What you should do: Scan the entries that follow for the word "AttributePath", then report every line in which it appears.

Input for this task:
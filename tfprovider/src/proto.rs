//! Wire messages for Terraform Plugin Protocol 5 and 6
//!
//! Only the subset of the protocol that the client calls is declared here.
//! Protocol 5 (`tfplugin5`) and protocol 6 (`tfplugin6`) use identical field
//! numbers and types for every message in this subset, so each message is
//! declared once and shared by both protocol adapters. Where the two
//! protocols name an RPC differently, the module is named after the
//! protocol 6 spelling:
//!
//! | module                          | tfplugin5 RPC              | tfplugin6 RPC                |
//! |---------------------------------|----------------------------|------------------------------|
//! | `get_provider_schema`           | `GetSchema`                | `GetProviderSchema`          |
//! | `prepare_provider_config`       | `PrepareProviderConfig`    | (none)                       |
//! | `validate_resource_config`      | `ValidateResourceTypeConfig` | `ValidateResourceConfig`   |
//! | `validate_data_resource_config` | `ValidateDataSourceConfig` | `ValidateDataResourceConfig` |
//! | `configure_provider`            | `Configure`                | `ConfigureProvider`          |
//! | `read_resource`                 | `ReadResource`             | `ReadResource`               |
//! | `import_resource_state`         | `ImportResourceState`      | `ImportResourceState`        |
//! | `read_data_source`              | `ReadDataSource`           | `ReadDataSource`             |
//!
//! `Schema.Attribute.nested_type` (tag 10) only exists in protocol 6; a
//! protocol 5 plugin never populates it.

/// An encoded value. At most one of the two payloads is populated.
#[derive(Clone, PartialEq, ::prost::Message)]
pub struct DynamicValue {
    #[prost(bytes = "vec", tag = "1")]
    pub msgpack: ::prost::alloc::vec::Vec<u8>,
    #[prost(bytes = "vec", tag = "2")]
    pub json: ::prost::alloc::vec::Vec<u8>,
}

#[derive(Clone, PartialEq, ::prost::Message)]
pub struct Diagnostic {
    #[prost(enumeration = "diagnostic::Severity", tag = "1")]
    pub severity: i32,
    #[prost(string, tag = "2")]
    pub summary: ::prost::alloc::string::String,
    #[prost(string, tag = "3")]
    pub detail: ::prost::alloc::string::String,
    #[prost(message, optional, tag = "4")]
    pub attribute: ::core::option::Option<AttributePath>,
}

/// Nested message and enum types in `Diagnostic`.
pub mod diagnostic {
    #[derive(Clone, Copy, Debug, PartialEq, Eq, Hash, PartialOrd, Ord, ::prost::Enumeration)]
    #[repr(i32)]
    pub enum Severity {
        Invalid = 0,
        Error = 1,
        Warning = 2,
    }
}

#[derive(Clone, PartialEq, ::prost::Message)]
pub struct AttributePath {
    #[prost(message, repeated, tag = "1")]
    pub steps: ::prost::alloc::vec::Vec<attribute_path::Step>,
}

/// Nested message and enum types in `AttributePath`.
pub mod attribute_path {
    #[derive(Clone, PartialEq, ::prost::Message)]
    pub struct Step {
        #[prost(oneof = "step::Selector", tags = "1, 2, 3")]
        pub selector: ::core::option::Option<step::Selector>,
    }

    /// Nested message and enum types in `Step`.
    pub mod step {
        #[derive(Clone, PartialEq, ::prost::Oneof)]
        pub enum Selector {
            /// Set "attribute_name" to represent looking up an attribute
            /// in the current object value.
            #[prost(string, tag = "1")]
            AttributeName(::prost::alloc::string::String),
            /// Set "element_key_*" to represent looking up an element in
            /// an indexable collection type.
            #[prost(string, tag = "2")]
            ElementKeyString(::prost::alloc::string::String),
            #[prost(int64, tag = "3")]
            ElementKeyInt(i64),
        }
    }
}

#[derive(Clone, Copy, Debug, PartialEq, Eq, Hash, PartialOrd, Ord, ::prost::Enumeration)]
#[repr(i32)]
pub enum StringKind {
    Plain = 0,
    Markdown = 1,
}

/// Schema is the configuration schema for a Resource, Provider, or Provisioner.
#[derive(Clone, PartialEq, ::prost::Message)]
pub struct Schema {
    /// The version of the schema.
    /// Schemas are versioned, so that providers can upgrade a saved resource
    /// state when the schema is changed.
    #[prost(int64, tag = "1")]
    pub version: i64,
    /// Block is the top level configuration block for this schema.
    #[prost(message, optional, tag = "2")]
    pub block: ::core::option::Option<schema::Block>,
}

/// Nested message and enum types in `Schema`.
pub mod schema {
    #[derive(Clone, PartialEq, ::prost::Message)]
    pub struct Block {
        #[prost(int64, tag = "1")]
        pub version: i64,
        #[prost(message, repeated, tag = "2")]
        pub attributes: ::prost::alloc::vec::Vec<Attribute>,
        #[prost(message, repeated, tag = "3")]
        pub block_types: ::prost::alloc::vec::Vec<NestedBlock>,
        #[prost(string, tag = "4")]
        pub description: ::prost::alloc::string::String,
        #[prost(enumeration = "super::StringKind", tag = "5")]
        pub description_kind: i32,
        #[prost(bool, tag = "6")]
        pub deprecated: bool,
    }

    #[derive(Clone, PartialEq, ::prost::Message)]
    pub struct Attribute {
        #[prost(string, tag = "1")]
        pub name: ::prost::alloc::string::String,
        /// JSON type descriptor, e.g. `"string"` or `["list","number"]`.
        #[prost(bytes = "vec", tag = "2")]
        pub r#type: ::prost::alloc::vec::Vec<u8>,
        #[prost(message, optional, tag = "10")]
        pub nested_type: ::core::option::Option<Object>,
        #[prost(string, tag = "3")]
        pub description: ::prost::alloc::string::String,
        #[prost(bool, tag = "4")]
        pub required: bool,
        #[prost(bool, tag = "5")]
        pub optional: bool,
        #[prost(bool, tag = "6")]
        pub computed: bool,
        #[prost(bool, tag = "7")]
        pub sensitive: bool,
        #[prost(enumeration = "super::StringKind", tag = "8")]
        pub description_kind: i32,
        #[prost(bool, tag = "9")]
        pub deprecated: bool,
    }

    #[derive(Clone, PartialEq, ::prost::Message)]
    pub struct NestedBlock {
        #[prost(string, tag = "1")]
        pub type_name: ::prost::alloc::string::String,
        #[prost(message, optional, tag = "2")]
        pub block: ::core::option::Option<Block>,
        #[prost(enumeration = "nested_block::NestingMode", tag = "3")]
        pub nesting: i32,
        #[prost(int64, tag = "4")]
        pub min_items: i64,
        #[prost(int64, tag = "5")]
        pub max_items: i64,
    }

    /// Nested message and enum types in `NestedBlock`.
    pub mod nested_block {
        #[derive(Clone, Copy, Debug, PartialEq, Eq, Hash, PartialOrd, Ord, ::prost::Enumeration)]
        #[repr(i32)]
        pub enum NestingMode {
            Invalid = 0,
            Single = 1,
            List = 2,
            Set = 3,
            Map = 4,
            Group = 5,
        }
    }

    /// Nested attribute type (protocol 6 only).
    #[derive(Clone, PartialEq, ::prost::Message)]
    pub struct Object {
        #[prost(message, repeated, tag = "1")]
        pub attributes: ::prost::alloc::vec::Vec<Attribute>,
        #[prost(enumeration = "object::NestingMode", tag = "3")]
        pub nesting: i32,
        #[prost(int64, tag = "4")]
        pub min_items: i64,
        #[prost(int64, tag = "5")]
        pub max_items: i64,
    }

    /// Nested message and enum types in `Object`.
    pub mod object {
        #[derive(Clone, Copy, Debug, PartialEq, Eq, Hash, PartialOrd, Ord, ::prost::Enumeration)]
        #[repr(i32)]
        pub enum NestingMode {
            Invalid = 0,
            Single = 1,
            List = 2,
            Set = 3,
            Map = 4,
        }
    }
}

pub mod get_provider_schema {
    #[derive(Clone, Copy, PartialEq, ::prost::Message)]
    pub struct Request {}

    #[derive(Clone, PartialEq, ::prost::Message)]
    pub struct Response {
        #[prost(message, optional, tag = "1")]
        pub provider: ::core::option::Option<super::Schema>,
        #[prost(map = "string, message", tag = "2")]
        pub resource_schemas:
            ::std::collections::HashMap<::prost::alloc::string::String, super::Schema>,
        #[prost(map = "string, message", tag = "3")]
        pub data_source_schemas:
            ::std::collections::HashMap<::prost::alloc::string::String, super::Schema>,
        #[prost(message, repeated, tag = "4")]
        pub diagnostics: ::prost::alloc::vec::Vec<super::Diagnostic>,
        #[prost(message, optional, tag = "5")]
        pub provider_meta: ::core::option::Option<super::Schema>,
    }
}

pub mod prepare_provider_config {
    #[derive(Clone, PartialEq, ::prost::Message)]
    pub struct Request {
        #[prost(message, optional, tag = "1")]
        pub config: ::core::option::Option<super::DynamicValue>,
    }

    #[derive(Clone, PartialEq, ::prost::Message)]
    pub struct Response {
        #[prost(message, optional, tag = "1")]
        pub prepared_config: ::core::option::Option<super::DynamicValue>,
        #[prost(message, repeated, tag = "2")]
        pub diagnostics: ::prost::alloc::vec::Vec<super::Diagnostic>,
    }
}

pub mod validate_resource_config {
    #[derive(Clone, PartialEq, ::prost::Message)]
    pub struct Request {
        #[prost(string, tag = "1")]
        pub type_name: ::prost::alloc::string::String,
        #[prost(message, optional, tag = "2")]
        pub config: ::core::option::Option<super::DynamicValue>,
    }

    #[derive(Clone, PartialEq, ::prost::Message)]
    pub struct Response {
        #[prost(message, repeated, tag = "1")]
        pub diagnostics: ::prost::alloc::vec::Vec<super::Diagnostic>,
    }
}

pub mod validate_data_resource_config {
    #[derive(Clone, PartialEq, ::prost::Message)]
    pub struct Request {
        #[prost(string, tag = "1")]
        pub type_name: ::prost::alloc::string::String,
        #[prost(message, optional, tag = "2")]
        pub config: ::core::option::Option<super::DynamicValue>,
    }

    #[derive(Clone, PartialEq, ::prost::Message)]
    pub struct Response {
        #[prost(message, repeated, tag = "1")]
        pub diagnostics: ::prost::alloc::vec::Vec<super::Diagnostic>,
    }
}

pub mod configure_provider {
    #[derive(Clone, PartialEq, ::prost::Message)]
    pub struct Request {
        #[prost(string, tag = "1")]
        pub terraform_version: ::prost::alloc::string::String,
        #[prost(message, optional, tag = "2")]
        pub config: ::core::option::Option<super::DynamicValue>,
    }

    #[derive(Clone, PartialEq, ::prost::Message)]
    pub struct Response {
        #[prost(message, repeated, tag = "1")]
        pub diagnostics: ::prost::alloc::vec::Vec<super::Diagnostic>,
    }
}

pub mod read_resource {
    #[derive(Clone, PartialEq, ::prost::Message)]
    pub struct Request {
        #[prost(string, tag = "1")]
        pub type_name: ::prost::alloc::string::String,
        #[prost(message, optional, tag = "2")]
        pub current_state: ::core::option::Option<super::DynamicValue>,
        #[prost(bytes = "vec", tag = "3")]
        pub private: ::prost::alloc::vec::Vec<u8>,
        #[prost(message, optional, tag = "4")]
        pub provider_meta: ::core::option::Option<super::DynamicValue>,
    }

    #[derive(Clone, PartialEq, ::prost::Message)]
    pub struct Response {
        #[prost(message, optional, tag = "1")]
        pub new_state: ::core::option::Option<super::DynamicValue>,
        #[prost(message, repeated, tag = "2")]
        pub diagnostics: ::prost::alloc::vec::Vec<super::Diagnostic>,
        #[prost(bytes = "vec", tag = "3")]
        pub private: ::prost::alloc::vec::Vec<u8>,
    }
}

pub mod import_resource_state {
    #[derive(Clone, PartialEq, ::prost::Message)]
    pub struct Request {
        #[prost(string, tag = "1")]
        pub type_name: ::prost::alloc::string::String,
        #[prost(string, tag = "2")]
        pub id: ::prost::alloc::string::String,
    }

    #[derive(Clone, PartialEq, ::prost::Message)]
    pub struct ImportedResource {
        #[prost(string, tag = "1")]
        pub type_name: ::prost::alloc::string::String,
        #[prost(message, optional, tag = "2")]
        pub state: ::core::option::Option<super::DynamicValue>,
        #[prost(bytes = "vec", tag = "3")]
        pub private: ::prost::alloc::vec::Vec<u8>,
    }

    #[derive(Clone, PartialEq, ::prost::Message)]
    pub struct Response {
        #[prost(message, repeated, tag = "1")]
        pub imported_resources: ::prost::alloc::vec::Vec<ImportedResource>,
        #[prost(message, repeated, tag = "2")]
        pub diagnostics: ::prost::alloc::vec::Vec<super::Diagnostic>,
    }
}

pub mod read_data_source {
    #[derive(Clone, PartialEq, ::prost::Message)]
    pub struct Request {
        #[prost(string, tag = "1")]
        pub type_name: ::prost::alloc::string::String,
        #[prost(message, optional, tag = "2")]
        pub config: ::core::option::Option<super::DynamicValue>,
        #[prost(message, optional, tag = "3")]
        pub provider_meta: ::core::option::Option<super::DynamicValue>,
    }

    #[derive(Clone, PartialEq, ::prost::Message)]
    pub struct Response {
        #[prost(message, optional, tag = "1")]
        pub state: ::core::option::Option<super::DynamicValue>,
        #[prost(message, repeated, tag = "2")]
        pub diagnostics: ::prost::alloc::vec::Vec<super::Diagnostic>,
    }
}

Result of the exercise:
    pub attribute: ::core::option::Option<AttributePath>,
pub struct AttributePath {
/// Nested message and enum types in `AttributePath`.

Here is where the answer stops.